■ **Task details**
Return every line of the data below, exactly.

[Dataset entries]
- - - - - - -
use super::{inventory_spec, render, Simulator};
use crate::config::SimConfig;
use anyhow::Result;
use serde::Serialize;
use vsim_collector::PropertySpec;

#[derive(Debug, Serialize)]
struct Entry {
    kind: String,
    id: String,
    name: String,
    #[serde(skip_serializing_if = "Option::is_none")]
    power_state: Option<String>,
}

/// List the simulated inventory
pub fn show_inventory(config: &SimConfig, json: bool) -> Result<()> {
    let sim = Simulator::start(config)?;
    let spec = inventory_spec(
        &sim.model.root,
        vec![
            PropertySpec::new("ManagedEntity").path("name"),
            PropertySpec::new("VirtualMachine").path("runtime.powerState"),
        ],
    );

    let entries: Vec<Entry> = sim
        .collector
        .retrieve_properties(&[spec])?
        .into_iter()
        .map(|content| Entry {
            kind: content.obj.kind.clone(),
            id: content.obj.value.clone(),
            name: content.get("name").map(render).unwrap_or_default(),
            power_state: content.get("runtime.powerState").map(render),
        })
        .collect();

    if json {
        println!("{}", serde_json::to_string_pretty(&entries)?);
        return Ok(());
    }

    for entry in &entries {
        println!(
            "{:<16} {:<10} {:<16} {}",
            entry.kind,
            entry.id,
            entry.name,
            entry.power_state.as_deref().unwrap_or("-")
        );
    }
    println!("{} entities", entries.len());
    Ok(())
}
- - - - - - -
■ **Task result**
use super::{inventory_spec, render, Simulator};
use crate::config::SimConfig;
use anyhow::Result;
use serde::Serialize;
use vsim_collector::PropertySpec;

#[derive(Debug, Serialize)]
struct Entry {
    kind: String,
    id: String,
    name: String,
    #[serde(skip_serializing_if = "Option::is_none")]
    power_state: Option<String>,
}

/// List the simulated inventory
pub fn show_inventory(config: &SimConfig, json: bool) -> Result<()> {
    let sim = Simulator::start(config)?;
    let spec = inventory_spec(
        &sim.model.root,
        vec![
            PropertySpec::new("ManagedEntity").path("name"),
            PropertySpec::new("VirtualMachine").path("runtime.powerState"),
        ],
    );

    let entries: Vec<Entry> = sim
        .collector
        .retrieve_properties(&[spec])?
        .into_iter()
        .map(|content| Entry {
            kind: content.obj.kind.clone(),
            id: content.obj.value.clone(),
            name: content.get("name").map(render).unwrap_or_default(),
            power_state: content.get("runtime.powerState").map(render),
        })
        .collect();

    if json {
        println!("{}", serde_json::to_string_pretty(&entries)?);
        return Ok(());
    }

    for entry in &entries {
        println!(
            "{:<16} {:<10} {:<16} {}",
            entry.kind,
            entry.id,
            entry.name,
            entry.power_state.as_deref().unwrap_or("-")
        );
    }
    println!("{} entities", entries.len());
    Ok(())
}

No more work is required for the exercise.